Into fewer than 100 pages, DeWitt squeezes comedy, tragedy, satire and a morality tale. Our narrator is a 17-year-old girl, Marguerite, raised in the high style in Marrakech by a French mother and English father, brought up to be a connoisseur of food, music, clothing (“the English understand wool”) and above all good taste: to be mauvais ton is the worst crime.

What becomes clear is that we are reading not just her story but the manuscript, as it is assembled page by page, of Marguerite’s memoir — and her publisher has suggestions to make about it. “If you don’t talk about your feelings there is nothing to engage the reader and keep them turning the pages.” To which Marguerite responds, to the reader, “perhaps there were people who would like to hear about feelings, but I did not think they were people I would want to know”.
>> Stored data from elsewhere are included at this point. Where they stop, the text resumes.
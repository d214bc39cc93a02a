use std::collections::HashMap;
use std::sync::Arc;

use crate::assets::svg_raster::{rasterize_svg_to_premul_rgba8, svg_raster_params};
use crate::foundation::core::Affine;
use crate::foundation::error::{GlimmerError, GlimmerResult};
use crate::render::surface::Surface;

#[derive(Clone, Copy, Debug, PartialEq, Eq, Hash)]
struct SpriteRasterKey {
    sprite: usize,
    w: u32,
    h: u32,
}

/// Upper bound on premultiplied bytes held by the sprite raster cache.
const RASTER_CACHE_BYTES: usize = 64 * 1024 * 1024;

/// Batches transformed sprite draws through `vello_cpu` and composites them onto a [`Surface`].
///
/// Draws are recorded between [`SpriteLayer::begin`] and [`SpriteLayer::finish`]. The render
/// context, scratch pixmap, and per-size sprite rasters are reused across passes. Sprite rasters
/// never exceed the surface's longer side, and the cache is dropped whenever it would grow past
/// `RASTER_CACHE_BYTES`.
#[derive(Default)]
pub(crate) struct SpriteLayer {
    ctx: Option<vello_cpu::RenderContext>,
    scratch: Option<vello_cpu::Pixmap>,
    raster_cache: HashMap<SpriteRasterKey, vello_cpu::Image>,
    cached_bytes: usize,
    max_raster: u32,
    pending: usize,
}

impl SpriteLayer {
    pub(crate) fn new() -> Self {
        Self::default()
    }

    /// Prepare a context matching `surface` for a new batch of draws.
    pub(crate) fn begin(&mut self, surface: &Surface) -> GlimmerResult<()> {
        let (w, h) = dims_u16(surface)?;
        let mut ctx = match self.ctx.take() {
            Some(ctx) if ctx.width() == w && ctx.height() == h => ctx,
            _ => vello_cpu::RenderContext::new(w, h),
        };
        ctx.reset();
        self.ctx = Some(ctx);
        self.max_raster = u32::from(w.max(h));
        self.pending = 0;
        Ok(())
    }

    /// Record `tree` (glyph `sprite`) drawn with `transform` at `opacity`.
    ///
    /// `transform` maps SVG user units to surface pixels.
    pub(crate) fn draw_svg(
        &mut self,
        sprite: usize,
        tree: &usvg::Tree,
        transform: Affine,
        opacity: f32,
    ) -> GlimmerResult<()> {
        if self.ctx.is_none() {
            return Err(GlimmerError::render("sprite layer draw before begin"));
        }
        let (w, h, transform_adjust) = svg_raster_params(tree, transform, self.max_raster)?;
        let key = SpriteRasterKey { sprite, w, h };
        let img = match self.raster_cache.get(&key) {
            Some(img) => img.clone(),
            None => {
                let rgba = rasterize_svg_to_premul_rgba8(tree, w, h)?;
                let img = rgba_premul_to_image(&rgba, w, h)?;
                self.cache_raster(key, &img, rgba.len());
                img
            }
        };

        let ctx = self
            .ctx
            .as_mut()
            .ok_or_else(|| GlimmerError::render("sprite layer draw before begin"))?;
        ctx.set_blend_mode(vello_cpu::peniko::BlendMode::default());
        ctx.set_paint_transform(vello_cpu::kurbo::Affine::IDENTITY);
        ctx.set_transform(affine_to_cpu(transform_adjust));
        ctx.set_paint(img);
        let opacity = opacity.clamp(0.0, 1.0);
        if opacity < 1.0 {
            ctx.push_opacity_layer(opacity);
        }
        ctx.fill_rect(&vello_cpu::kurbo::Rect::new(0.0, 0.0, w as f64, h as f64));
        if opacity < 1.0 {
            ctx.pop_layer();
        }
        self.pending += 1;
        Ok(())
    }

    /// Rasterize the recorded draws and composite them over `surface`.
    ///
    /// Returns the number of draws flushed. Nothing is written when no draw was recorded.
    pub(crate) fn finish(&mut self, surface: &mut Surface) -> GlimmerResult<usize> {
        let drawn = std::mem::take(&mut self.pending);
        if drawn == 0 {
            return Ok(0);
        }
        let (w, h) = dims_u16(surface)?;
        let ctx = self
            .ctx
            .as_mut()
            .ok_or_else(|| GlimmerError::render("sprite layer finish before begin"))?;

        // `vello_cpu` renders into a fresh buffer, so draws land in a scratch pixmap first.
        let mut scratch = match self.scratch.take() {
            Some(p) if p.width() == w && p.height() == h => p,
            _ => vello_cpu::Pixmap::new(w, h),
        };
        scratch.data_as_u8_slice_mut().fill(0);
        ctx.flush();
        ctx.render_to_pixmap(&mut scratch);
        let out = surface.composite_over(&scratch);
        self.scratch = Some(scratch);
        out.map(|()| drawn)
    }

    fn cache_raster(&mut self, key: SpriteRasterKey, img: &vello_cpu::Image, bytes: usize) {
        if bytes > RASTER_CACHE_BYTES {
            return;
        }
        if self.cached_bytes + bytes > RASTER_CACHE_BYTES {
            tracing::debug!(
                entries = self.raster_cache.len(),
                bytes = self.cached_bytes,
                "sprite raster cache full, dropping"
            );
            self.raster_cache.clear();
            self.cached_bytes = 0;
        }
        self.raster_cache.insert(key, img.clone());
        self.cached_bytes += bytes;
    }

    #[cfg(test)]
    pub(crate) fn cached_rasters(&self) -> usize {
        self.raster_cache.len()
    }

    #[cfg(test)]
    pub(crate) fn cached_bytes(&self) -> usize {
        self.cached_bytes
    }
}

fn dims_u16(surface: &Surface) -> GlimmerResult<(u16, u16)> {
    let pm = surface.pixmap();
    if pm.width() == 0 || pm.height() == 0 {
        return Err(GlimmerError::render("surface has no pixels"));
    }
    Ok((pm.width(), pm.height()))
}

fn affine_to_cpu(a: Affine) -> vello_cpu::kurbo::Affine {
    vello_cpu::kurbo::Affine::new(a.as_coeffs())
}

fn pixmap_from_premul_bytes(
    bytes: &[u8],
    width: u32,
    height: u32,
) -> GlimmerResult<vello_cpu::Pixmap> {
    let w: u16 = width
        .try_into()
        .map_err(|_| GlimmerError::render("pixmap width exceeds u16"))?;
    let h: u16 = height
        .try_into()
        .map_err(|_| GlimmerError::render("pixmap height exceeds u16"))?;
    if bytes.len()
        != (width as usize)
            .saturating_mul(height as usize)
            .saturating_mul(4)
    {
        return Err(GlimmerError::render("pixmap byte len mismatch"));
    }
    let pixels = bytes
        .chunks_exact(4)
        .map(|px| vello_cpu::peniko::color::PremulRgba8::from_u8_array([px[0], px[1], px[2], px[3]]))
        .collect::<Vec<_>>();
    Ok(vello_cpu::Pixmap::from_parts_with_opacity(
        pixels, w, h, true,
    ))
}

fn rgba_premul_to_image(
    bytes_premul: &[u8],
    width: u32,
    height: u32,
) -> GlimmerResult<vello_cpu::Image> {
    let pixmap = pixmap_from_premul_bytes(bytes_premul, width, height)?;
    Ok(vello_cpu::Image {
        image: vello_cpu::ImageSource::Pixmap(Arc::new(pixmap)),
        sampler: vello_cpu::peniko::ImageSampler::default(),
    })
}

#[cfg(test)]
#[path = "../../tests/unit/render/cpu.rs"]
mod tests;
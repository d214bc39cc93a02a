use image::codecs::gif::{GifEncoder, Repeat};
use image::imageops::FilterType;
use serde::{Deserialize, Serialize};

use crate::encode::still::EncodedFrame;
use crate::foundation::error::{GlimmerError, GlimmerResult};
use crate::pipeline::assemble::FrameSequence;

/// Animated GIF output settings.
#[derive(Clone, Copy, Debug, PartialEq, Eq, Serialize, Deserialize)]
#[serde(default)]
pub struct GifOpts {
    /// Delay between frames in milliseconds.
    pub delay_ms: u32,
    /// Quantizer speed, `1` (best) to `30` (fastest).
    pub speed: u8,
    /// Loop forever.
    pub repeat: bool,
}

impl Default for GifOpts {
    fn default() -> Self {
        Self {
            delay_ms: 100,
            speed: 10,
            repeat: true,
        }
    }
}

/// A finished animation.
#[derive(Clone, Debug, PartialEq, Eq)]
pub struct EncodedAnimation {
    /// Encoded file bytes.
    pub bytes: Vec<u8>,
    /// Output width in pixels.
    pub width: u32,
    /// Output height in pixels.
    pub height: u32,
    /// Number of frames written.
    pub frame_count: usize,
}

/// Turns an ordered sequence of still frames into one animated artifact.
///
/// An `Err` means no artifact was produced.
pub trait AnimationEncoder {
    /// Encode `frames` in order at `width x height`.
    fn encode(
        &mut self,
        frames: &[EncodedFrame],
        width: u32,
        height: u32,
    ) -> GlimmerResult<EncodedAnimation>;
}

impl<F> AnimationEncoder for F
where
    F: FnMut(&[EncodedFrame], u32, u32) -> GlimmerResult<EncodedAnimation>,
{
    fn encode(
        &mut self,
        frames: &[EncodedFrame],
        width: u32,
        height: u32,
    ) -> GlimmerResult<EncodedAnimation> {
        self(frames, width, height)
    }
}

/// [`AnimationEncoder`] producing an animated GIF with `image`.
#[derive(Clone, Copy, Debug, Default)]
pub struct GifExporter {
    opts: GifOpts,
}

impl GifExporter {
    /// Exporter with the given settings.
    pub fn new(opts: GifOpts) -> Self {
        Self { opts }
    }

    /// Settings in use.
    pub fn opts(&self) -> GifOpts {
        self.opts
    }
}

impl AnimationEncoder for GifExporter {
    fn encode(
        &mut self,
        frames: &[EncodedFrame],
        width: u32,
        height: u32,
    ) -> GlimmerResult<EncodedAnimation> {
        if frames.is_empty() {
            return Err(GlimmerError::export("no frames to encode"));
        }
        if width == 0 || height == 0 || width > u32::from(u16::MAX) || height > u32::from(u16::MAX)
        {
            return Err(GlimmerError::export(format!(
                "invalid gif size {width}x{height}"
            )));
        }

        let delay = image::Delay::from_numer_denom_ms(self.opts.delay_ms, 1);
        let speed = i32::from(self.opts.speed.clamp(1, 30));
        let mut bytes = Vec::new();
        {
            let mut encoder = GifEncoder::new_with_speed(&mut bytes, speed);
            if self.opts.repeat {
                encoder
                    .set_repeat(Repeat::Infinite)
                    .map_err(|e| GlimmerError::export(format!("set gif repeat: {e}")))?;
            }
            for (i, frame) in frames.iter().enumerate() {
                let mut rgba = frame.decode_rgba().map_err(|e| {
                    GlimmerError::export(format!("decode frame {i}: {e}"))
                })?;
                if rgba.dimensions() != (width, height) {
                    rgba = image::imageops::resize(&rgba, width, height, FilterType::Triangle);
                }
                encoder
                    .encode_frame(image::Frame::from_parts(rgba, 0, 0, delay))
                    .map_err(|e| GlimmerError::export(format!("encode gif frame {i}: {e}")))?;
            }
        }

        tracing::debug!(
            frames = frames.len(),
            width,
            height,
            bytes = bytes.len(),
            "encoded gif"
        );
        Ok(EncodedAnimation {
            bytes,
            width,
            height,
            frame_count: frames.len(),
        })
    }
}

/// Hand a full frame sequence to `encoder` exactly once.
///
/// The encoder's error is returned unchanged. Nothing is retried and the artifact is not
/// inspected.
#[tracing::instrument(level = "debug", skip_all, fields(frames = sequence.len()))]
pub fn export_animation<E: AnimationEncoder + ?Sized>(
    encoder: &mut E,
    sequence: &FrameSequence,
) -> GlimmerResult<EncodedAnimation> {
    let out = encoder.encode(&sequence.frames, sequence.width, sequence.height);
    match &out {
        Ok(anim) => tracing::info!(
            frames = anim.frame_count,
            bytes = anim.bytes.len(),
            "exported animation"
        ),
        Err(e) => tracing::warn!(error = %e, "animation export failed"),
    }
    out
}

#[cfg(test)]
#[path = "../../tests/unit/encode/gif.rs"]
mod tests;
The proof of her rightness is that we have already come this far in her ascetic, aloof narrative. There are lots of traditional reader pleasures ahead — hairpins and surprises — including an answer to the question of why a rich girl needs to write a memoir in the first place.

If the reader is on Marguerite’s side, then so too is DeWitt — or at least, she views the publisher in the story with apt cynicism. DeWitt has spoken in interviews about the travails of getting her smart, uncategorisable fiction published, in an industry where “there’s this language of infatuation that people use. ‘Well, I didn’t fall in love with the book.’ I’m not sure that has ever been my attitude toward any text”.

The irony of course is that readers do have strong feelings — as well as thinkings — about DeWitt’s work, and her cult following has an attachment that can become evangelistic, just as I am now. My name is John Self, and I have fallen in like with this book.